◆ TASK TO CARRY OUT: The output should be every line below that includes the word "IntoResponse".

◆ MATERIALS PROVIDED:
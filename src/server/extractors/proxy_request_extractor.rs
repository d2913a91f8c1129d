use axum::Extension;
use axum::extract::{FromRequestParts, OriginalUri};
use axum::http::request::Parts;
use axum::http::{HeaderMap, header};
use tracing::debug;

use crate::server::error::Error;
use crate::server::services::app_services::AppServices;
use crate::server::utils::proxy_target::ProxyTarget;

/// a request on the proxy route: the upstream target, the origin to write into rewritten
/// manifests and the services
pub struct ProxyRequest {
    pub target: ProxyTarget,
    pub origin: String,
    pub services: AppServices,
}

/// origin the client used to reach us. a configured public origin always wins, otherwise it's
/// pieced together from forwarded headers and `Host`
pub fn request_origin(headers: &HeaderMap, public_origin: Option<&str>) -> String {
    if let Some(origin) = public_origin {
        return origin.trim_end_matches('/').to_string();
    }

    let first_value = |name: &str| {
        headers
            .get(name)
            .and_then(|h| h.to_str().ok())
            .and_then(|s| s.split(',').next())
            .map(|s| s.trim().to_string())
            .filter(|s| !s.is_empty())
    };

    let scheme = first_value("x-forwarded-proto").unwrap_or_else(|| "http".to_string());
    let host = first_value("x-forwarded-host")
        .or_else(|| first_value(header::HOST.as_str()))
        .unwrap_or_else(|| "localhost".to_string());

    format!("{}://{}", scheme, host)
}

impl<S> FromRequestParts<S> for ProxyRequest
where
    S: Send + Sync,
{
    type Rejection = Error;

    async fn from_request_parts(parts: &mut Parts, state: &S) -> Result<Self, Self::Rejection> {
        let Extension(services): Extension<AppServices> =
            Extension::from_request_parts(parts, state)
                .await
                .map_err(|err| Error::InternalServerErrorWithContext(err.to_string()))?;

        // nesting strips the /proxy prefix from parts.uri, the original keeps it along with the
        // query string
        let uri = parts
            .extensions
            .get::<OriginalUri>()
            .map(|original| original.0.clone())
            .unwrap_or_else(|| parts.uri.clone());

        let target = ProxyTarget::from_request_path(uri.path(), uri.query())?;
        let origin = request_origin(&parts.headers, services.config.public_origin.as_deref());

        debug!("proxy target {} (origin {})", target.url(), origin);

        Ok(ProxyRequest {
            target,
            origin,
            services,
        })
    }
}
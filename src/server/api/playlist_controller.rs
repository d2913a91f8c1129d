use axum::{
    Extension, Json, Router,
    extract::Path,
    http::{StatusCode, header},
    response::IntoResponse,
    routing::get,
};
use tracing::{debug, info};

use crate::{
    database::{Channel, PlaylistSummary},
    server::{
        dtos::playlist_dto::{CreatePlaylistRequest, CreatePlaylistResponse},
        error::{AppResult, Error},
        extractors::ValidatedJson,
        services::AppServices,
        utils::m3u::render_m3u,
    },
};

pub struct PlaylistController;

impl PlaylistController {
    pub fn app() -> Router {
        Router::new()
            .route("/", get(Self::list_playlists).post(Self::create_playlist))
            .route("/{id}", get(Self::get_playlist))
            .route("/{id}/m3u", get(Self::export_playlist))
    }

    async fn create_playlist(
        Extension(services): Extension<AppServices>,
        ValidatedJson(request): ValidatedJson<CreatePlaylistRequest>,
    ) -> AppResult<(StatusCode, Json<CreatePlaylistResponse>)> {
        // required() already ran, this is just to get at the value
        let url = request
            .url
            .ok_or_else(|| Error::BadRequest("url missing".to_string()))?;

        info!("ingesting playlist from {}", url);
        let id = services.playlists.ingest(&url, request.name).await?;

        Ok((StatusCode::CREATED, Json(CreatePlaylistResponse { id })))
    }

    async fn list_playlists(
        Extension(services): Extension<AppServices>,
    ) -> AppResult<Json<Vec<PlaylistSummary>>> {
        let summaries = services.playlists.list().await?;
        debug!("listing {} playlists", summaries.len());
        Ok(Json(summaries))
    }

    async fn get_playlist(
        Extension(services): Extension<AppServices>,
        Path(id): Path<String>,
    ) -> AppResult<Json<Vec<Channel>>> {
        Ok(Json(services.playlists.get(&id).await?))
    }

    async fn export_playlist(
        Extension(services): Extension<AppServices>,
        Path(id): Path<String>,
    ) -> AppResult<impl IntoResponse> {
        let channels = services.playlists.get(&id).await?;
        Ok((
            [(header::CONTENT_TYPE, "audio/x-mpegurl; charset=utf-8")],
            render_m3u(&channels),
        ))
    }
}
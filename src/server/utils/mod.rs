pub mod m3u;
pub mod manifest_rewriter;
pub mod proxy_target;
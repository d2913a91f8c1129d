pub mod health_controller;
pub mod playlist_controller;
pub mod proxy_controller;
pub mod source_controller;
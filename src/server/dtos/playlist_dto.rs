use serde::{Deserialize, Serialize};
use validator::Validate;

#[derive(Debug, Clone, Deserialize, Validate)]
pub struct CreatePlaylistRequest {
    #[validate(
        required(message = "url missing"),
        url(message = "url is not a valid URL")
    )]
    pub url: Option<String>,
    pub name: Option<String>,
}

#[derive(Debug, Clone, Serialize, Deserialize)]
pub struct CreatePlaylistResponse {
    pub id: String,
}

#[derive(Debug, Clone, Deserialize)]
pub struct FetchSourceQuery {
    pub url: Option<String>,
}
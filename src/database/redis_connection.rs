use anyhow::Context;
use redis::AsyncCommands;
use redis::Client;
use redis::aio::MultiplexedConnection;
use std::time::Instant;
use tracing::info;

use super::KeyValueStore;

#[derive(Debug, Clone)]
pub struct RedisDatabase {
    pub connection: MultiplexedConnection,
}

impl RedisDatabase {
    pub async fn connect(connection_string: &str) -> anyhow::Result<Self> {
        let client = Client::open(connection_string).context("Failed to create Redis client")?;

        let connection = client
            .get_multiplexed_tokio_connection()
            .await
            .context("Failed to connect to Redis database")?;

        info!("Redis connection established");

        Ok(Self { connection })
    }
}

// the multiplexed connection is cheap to clone, every call takes its own handle
#[async_trait::async_trait]
impl KeyValueStore for RedisDatabase {
    async fn get(&self, key: &str) -> anyhow::Result<Option<String>> {
        let mut conn = self.connection.clone();
        let value: Option<String> = conn
            .get(key)
            .await
            .with_context(|| format!("Redis GET {} failed", key))?;
        Ok(value)
    }

    async fn put(&self, key: &str, value: &str) -> anyhow::Result<()> {
        let mut conn = self.connection.clone();
        let _: () = conn
            .set(key, value)
            .await
            .with_context(|| format!("Redis SET {} failed", key))?;
        Ok(())
    }

    /// does a ping
    async fn health_check(&self) -> anyhow::Result<f64> {
        let start = Instant::now();

        let mut conn = self.connection.clone();
        let _: String = redis::cmd("PING")
            .query_async(&mut conn)
            .await
            .context("Redis health check failed")?;

        Ok(start.elapsed().as_secs_f64() * 1000.0) // milliseconds
    }

    fn backend(&self) -> &'static str {
        "redis"
    }
}
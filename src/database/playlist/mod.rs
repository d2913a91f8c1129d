mod model;
mod repository;

pub use model::*;
pub use repository::*;
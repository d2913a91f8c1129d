pub mod app_services;
pub mod playlist_services;
pub mod proxy_services;

pub use app_services::AppServices;
pub use playlist_services::{DynPlaylistService, MockPlaylistServiceTrait};
pub use proxy_services::DynProxyService;
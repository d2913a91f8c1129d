use chrono::{DateTime, Utc};
use serde::Serialize;

#[derive(Debug, Clone, Copy, PartialEq, Eq, Serialize)]
#[serde(rename_all = "lowercase")]
pub enum HealthStatus {
    Healthy,
    Unhealthy,
}

#[derive(Debug, Serialize)]
pub struct HealthResponse {
    pub status: HealthStatus,
    pub timestamp: DateTime<Utc>,
    pub uptime_seconds: u64,
    pub version: String,
    pub environment: String,
    pub services: ServiceHealthDetails,
}

#[derive(Debug, Serialize)]
pub struct ServiceHealthDetails {
    pub store: StoreHealth,
}

#[derive(Debug, Serialize)]
pub struct StoreHealth {
    pub status: HealthStatus,
    pub backend: String,
    pub response_time_ms: f64,
}
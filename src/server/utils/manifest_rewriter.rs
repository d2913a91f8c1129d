use once_cell::sync::Lazy;
use regex::Regex;
use tracing::{debug, warn};

use super::proxy_target::{PROXY_ROUTE_PREFIX, proxied_url};

const KEY_DIRECTIVE: &str = "#EXT-X-KEY";

static KEY_URI: Lazy<Regex> =
    Lazy::new(|| Regex::new(r#"URI="([^"]*)""#).expect("Static regex should compile"));

/// what a single manifest line is, as far as rewriting cares
#[derive(Debug, Clone, Copy, PartialEq, Eq)]
pub enum ManifestLine<'a> {
    Blank,
    /// `#EXT-X-KEY` with a quoted `URI`, `start..end` is the byte range of the value in the line
    KeyUri { uri: &'a str, start: usize, end: usize },
    /// any other `#` line, comments included
    Directive,
    /// segment or sub-playlist reference, already trimmed
    Uri(&'a str),
}

pub fn classify_line(line: &str) -> ManifestLine<'_> {
    let trimmed = line.trim();

    if trimmed.is_empty() {
        return ManifestLine::Blank;
    }

    if !trimmed.starts_with('#') {
        return ManifestLine::Uri(trimmed);
    }

    if trimmed.starts_with(KEY_DIRECTIVE) {
        if let Some(value) = KEY_URI.captures(line).and_then(|c| c.get(1)) {
            return ManifestLine::KeyUri {
                uri: value.as_str(),
                start: value.start(),
                end: value.end(),
            };
        }
    }

    ManifestLine::Directive
}

/// turns one uri reference from a manifest into its proxied form.
///
/// absolute http(s) urls keep their text as is, anything else is joined onto `base_directory`.
/// returns `None` when the reference can't be resolved or doesn't end up as http(s), the caller
/// leaves those alone
pub fn rewrite_uri(raw: &str, base_directory: &str, origin: &str) -> Option<String> {
    let raw = raw.trim();
    if raw.is_empty() {
        return None;
    }

    if is_proxied(raw, origin) {
        return Some(raw.to_string());
    }

    let absolute = if raw.starts_with("http://") || raw.starts_with("https://") {
        raw.to_string()
    } else {
        match url::Url::parse(base_directory).and_then(|base| base.join(raw)) {
            Ok(resolved) => resolved.to_string(),
            Err(e) => {
                warn!("Failed to resolve {} against {}: {}", raw, base_directory, e);
                return None;
            }
        }
    };

    let proxied = proxied_url(origin, &absolute);
    if proxied.is_none() {
        debug!("Leaving non http(s) uri untouched: {}", absolute);
    }
    proxied
}

/// rewrites every segment, sub-playlist and key uri of an hls manifest so the player fetches them
/// back through `origin`. everything else, line endings included, comes out exactly as it went in
pub fn rewrite_manifest(text: &str, base_directory: &str, origin: &str) -> String {
    let mut out = String::with_capacity(text.len() + text.len() / 2);
    let mut rewritten = 0usize;

    for raw_line in text.split_inclusive('\n') {
        let (line, ending) = split_line_ending(raw_line);

        match classify_line(line) {
            ManifestLine::Uri(uri) => match rewrite_uri(uri, base_directory, origin) {
                Some(proxied) => {
                    out.push_str(&proxied);
                    rewritten += 1;
                }
                None => out.push_str(line),
            },
            ManifestLine::KeyUri { uri, start, end } => {
                match rewrite_uri(uri, base_directory, origin) {
                    Some(proxied) => {
                        out.push_str(&line[..start]);
                        out.push_str(&proxied);
                        out.push_str(&line[end..]);
                        rewritten += 1;
                    }
                    None => out.push_str(line),
                }
            }
            ManifestLine::Blank | ManifestLine::Directive => out.push_str(line),
        }

        out.push_str(ending);
    }

    debug!("Rewrote {} uris in manifest from {}", rewritten, base_directory);
    out
}

/// an url that already points back at this proxy
fn is_proxied(uri: &str, origin: &str) -> bool {
    let origin = origin.trim_end_matches('/');
    uri.strip_prefix(origin)
        .and_then(|rest| rest.strip_prefix(PROXY_ROUTE_PREFIX))
        .is_some_and(|rest| rest.starts_with("/http/") || rest.starts_with("/https/"))
}

fn split_line_ending(line: &str) -> (&str, &str) {
    if let Some(stripped) = line.strip_suffix("\r\n") {
        (stripped, "\r\n")
    } else if let Some(stripped) = line.strip_suffix('\n') {
        (stripped, "\n")
    } else {
        (line, "")
    }
}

◆ RESPONSE:
    response::IntoResponse,
    ) -> AppResult<impl IntoResponse> {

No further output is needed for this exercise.